Definition of the subsampling kernel

To decrease the resolution of an image it will be first blurred using a Gaussian (since this will also be done for the scale spaces anyways) - then one can perform simple subsampling. The subsampling kernel reduces the resolution of an image by a factor of two in each direction. It always reads from the third image in the source buffer and writes into the first image in the target buffer. It will simply get launched for half the number of input pixels - again every pixel is independent of each other so the kernel is very simple:

clkernel_SubsampleGrayscalePyramid = '''//CL//
__kernel void subsampleGrayscalePyramid(
    __global unsigned char* lpPyramidLevelIn,
    __global unsigned char* lpPyramidLevelOut
) {
    int x = get_global_id(1);
    int y = get_global_id(0);

    // We source from the third image ...
    float v = lpPyramidLevelIn[(y*2) + IMAGEHEIGHT + ((x*2) * 2 * IMAGEHEIGHT)];

    // And write into the first in the output ... not using IMAGEHEIGHT >> 2 since requiring * 2 again
    lpPyramidLevelOut[y + (x * (IMAGEHEIGHT))] = v;
}
'''

# clkernel = '''
# #define IMAGEHEIGHT {0}
# #define IMAGEWIDTH {1}
# '''.format(image_input.shape[1], image_input.shape[0])  + clkernel

# clProgSubsample = cl.Program(clContext, clkernel).build()

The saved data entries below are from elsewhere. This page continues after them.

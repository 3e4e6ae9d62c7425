//! Relevance scoring for gathered records.
//!
//! score = recency + query overlap + trust
//!
//! * recency: `recency_weight * 0.5^(age / half_life)`
//! * query overlap: `query_match_weight * matched_terms / query_terms`
//! * trust: fixed weight per provider trust tier

use chrono::{DateTime, Utc};
use nexus_config::RouterConfig;
use nexus_core::{ContextRecord, TrustTier};
use serde_json::Value;
use std::collections::BTreeSet;

/// Lowercased alphanumeric terms, deduplicated.
pub fn tokenize(text: &str) -> BTreeSet<String> {
    text.split(|c: char| !c.is_alphanumeric())
        .filter(|t| !t.is_empty())
        .map(|t| t.to_lowercase())
        .collect()
}

fn collect_terms(value: &Value, out: &mut BTreeSet<String>) {
    match value {
        Value::String(s) => out.extend(tokenize(s)),
        Value::Number(n) => {
            out.insert(n.to_string());
        }
        Value::Bool(b) => {
            out.insert(b.to_string());
        }
        Value::Array(items) => items.iter().for_each(|v| collect_terms(v, out)),
        Value::Object(map) => {
            for (k, v) in map {
                out.extend(tokenize(k));
                collect_terms(v, out);
            }
        }
        Value::Null => {}
    }
}

pub struct RelevanceScorer<'a> {
    config: &'a RouterConfig,
    query_terms: BTreeSet<String>,
    now: DateTime<Utc>,
}

impl<'a> RelevanceScorer<'a> {
    pub fn new(config: &'a RouterConfig, query: Option<&str>, now: DateTime<Utc>) -> Self {
        Self {
            config,
            query_terms: query.map(tokenize).unwrap_or_default(),
            now,
        }
    }

    pub fn recency(&self, produced_at: DateTime<Utc>) -> f64 {
        let age = (self.now - produced_at).num_milliseconds().max(0) as f64 / 1000.0;
        let half_life = self.config.recency_half_life_secs.max(1) as f64;
        self.config.recency_weight * 0.5_f64.powf(age / half_life)
    }

    /// Fraction of query terms found anywhere in the record.
    pub fn overlap(&self, record: &ContextRecord) -> f64 {
        if self.query_terms.is_empty() {
            return 0.0;
        }
        let mut haystack = tokenize(&record.context_type);
        for tag in &record.tags {
            haystack.extend(tokenize(tag));
        }
        for (k, v) in &record.payload {
            haystack.extend(tokenize(k));
            collect_terms(v, &mut haystack);
        }
        let matched = self.query_terms.intersection(&haystack).count();
        matched as f64 / self.query_terms.len() as f64
    }

    pub fn score(&self, record: &ContextRecord, trust: TrustTier) -> f64 {
        self.recency(record.produced_at)
            + self.config.query_match_weight * self.overlap(record)
            + self.config.trust_weights.weight(trust)
    }
}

Definition of the difference kernel

The last step for a Difference of Gaussian (DoG) pyramid is the difference step. It will subtract all scale images in a single octave at once and write three different images at the same time. This might not be the wisest implementation due to caching issues - it’s just one of the most simple ones and enough for a first try. The kernel accepts the octaves buffer as well as the single difference map output buffer. In addition the source width and height is specified together with the target offset to locate the position of the fourth image of the previous octaves difference images.

# Definitions:
#  IMAGEHEIGHT_DIFFPYRAMID
#  IMAGEWIDTH_DIFFPYRAMID

#define IMAGEHEIGHT_DIFFPYRAMID {0}
#define IMAGEWIDTH_DIFFPYRAMID {1}

clkernel_DifferencePyramidDifference = '''//CL//
__kernel void grayscalePyramidDifference(
    __global unsigned char* lpPyramidLevelIn,
    __global unsigned char* lpDifferenceMapOut,

    int targetOffset_X, int targetOffset_Y,
    int sourceWidth, int sourceHeight
) {
    int x = get_global_id(1);
    int y = get_global_id(0);

    float v1 = lpPyramidLevelIn[y + (x * sourceHeight)];
    float v2 = lpPyramidLevelIn[y + (sourceHeight / 2) + (x * sourceHeight)];
    float v3 = lpPyramidLevelIn[y + ((x + sourceWidth / 2) * sourceHeight)];
    float v4 = lpPyramidLevelIn[y + sourceHeight / 2 + ((x + sourceWidth / 2) * sourceHeight)];

    lpDifferenceMapOut[(y + targetOffset_Y) +  (x + targetOffset_X) * IMAGEHEIGHT_DIFFPYRAMID] = v3 - v1;
    lpDifferenceMapOut[(y + targetOffset_Y + (sourceHeight >> 1)) +  (x + targetOffset_X) * IMAGEHEIGHT_DIFFPYRAMID] = v2 - v3;
    lpDifferenceMapOut[(y + targetOffset_Y) +  (x + targetOffset_X + (sourceWidth >> 1)) * IMAGEHEIGHT_DIFFPYRAMID] = v4 - v2;
}
'''

Quick tests

The following is just a quick run of all kernels after each other to check they really work as expected before assembling a whole pyramid calculation function

Quick test of the grayscale kernel

# Load image

image_input = np.asarray(Image.open("imagetest01.jpg").convert('RGBA'), dtype = np.uint8)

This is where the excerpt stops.